Sarebbe bello vedere de Finis con cuscino e pigiamino che va su e giù magari in cerca di un bicchier d’acqua.

 

Effettivamente però è molto a casa sua. A piano terra nel bookshop ci son praticamente solo libri suoi (non la sua biblioteca, ma sue opere. Tantissime: “Umani urbani e Marziani”; “Space metropoliz”, “Mezza galera”, “Catalogo del Maam”, “Rome nome plurale di città face to face”; “Il museo ovunque”; “Forza tutt* la barricata dell’arte”;  “Exploit - come rovesciare il mondo ad arte. Distruzioni per l’uso”. De Finis è fecondo. Scriverà di notte).

 

Ma tornando su, negli atelier, ecco oltre all’opera di Ria Lussi dedicata a Giordano Bruno, “La bestia trionfante”, con molte lampadine tipo natalizie, si sentono delle voci. Saranno gli artisti in residence?

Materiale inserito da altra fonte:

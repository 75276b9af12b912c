//! Slot list file.
//!
//! ```json
//! { "active_desktop": "Work", "saves": ["Default", "Work"] }
//! ```

use std::path::Path;

use serde::{Deserialize, Serialize};

use crate::core::Result;
use crate::core::constants::DEFAULT_SLOT;
use crate::persist::{read_json, write_json_atomic};

/// Persisted registry state: every slot name and the active pointer.
#[derive(Debug, Clone, PartialEq, Eq, Serialize, Deserialize)]
pub struct SlotListFile {
    /// Name of the slot whose icons are currently on the desktop.
    pub active_desktop: String,
    /// Slot names in creation order.
    #[serde(default)]
    pub saves: Vec<String>,
}

impl Default for SlotListFile {
    fn default() -> Self {
        Self {
            active_desktop: DEFAULT_SLOT.to_string(),
            saves: vec![DEFAULT_SLOT.to_string()],
        }
    }
}

impl SlotListFile {
    /// Reads the slot list, writing the default one first if it is missing.
    ///
    /// # Errors
    ///
    /// Returns an error if the file cannot be read, parsed or created.
    pub fn load_or_init(path: &Path) -> Result<Self> {
        if path.exists() {
            return read_json(path);
        }

        tracing::info!(path = %path.display(), "creating slot list");
        let file = Self::default();
        file.store(path)?;
        Ok(file)
    }

    /// Overwrites the slot list file.
    ///
    /// # Errors
    ///
    /// Returns an error if the file cannot be written.
    pub fn store(&self, path: &Path) -> Result<()> { write_json_atomic(path, self) }
}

No, è l’altra opera “Voices, autocorrelatore acustico sistema automatico generativo di passeggiate relazionali con 10 emozioni” (brusii, ansimi, gargarismi)”. Qui insomma sembra d’essere in un qualunque museo d’arte contemporanea di qualunque città del mondo.

 

Entrati in un altro atelier un gruppo di artisti mangia, in attesa della fine della pausa pranzo. Ma è tornando giù al piano terra nello spazio “osservatorio nomade” che si capisce la portata e il manifesto del curatore-residente (ma dove risiederà? Negli attici? Farà colazione al mattino nel bar semideserto? Il bar è molto bello, con bagni artistici, non c’è nessuno, sembra di entrare in una discoteca ma a ora di pranzo). Nella zona nomade ecco alle pareti scritte inquietanti: “Xeneide, pratiche miti e poetiche dell’ospitalità. Per la prima volta nella storia Roma sembra rifiutare l’ospitalità a chi erra in cerca di rifugio. E’ questo un cattivo presagio sui destini della città?” (siamo nel pieno dell’opera “Rome”). E però sembra piuttosto che, dai pullman bipiano agli abitanti delle frasche del Colle Oppio, sia un momento meraviglioso a Roma per errare e cercare rifugio.

 

A terra, ancora, proiettori, biglie, cibo per umani, pennarelli (opera di Collettiva Geologika). Studi su Riace. “L’archivio ultraventennale di Stalker: una ricerca fondata sulla pratica del camminare lungo i margini e attraverso i confini della spazialità contemporanea, lontana da logiche escludenti, speculative e spettacolari. Questa pratica nomade, incerta, che abita i luoghi con chi li abita, può costituirsi come una scuola per fare città?”. Interrogativi che fanno riflettere.

 

Christian Raimo, assessore al Terzo municipio, ha scritto che il Macro Asilo è la “forma di arte contemporanea di quella comunità politica di artisti che ha compreso come non si può immaginare arte e museo per chi non ha una casa”. “Forse il gesto artistico più forte sarebbe immaginare il Macro Asilo come un grande centro di accoglienza”, ha detto l’assessore e scrittore. Pensiamoci: le cubature di sicuro lo consentirebbero.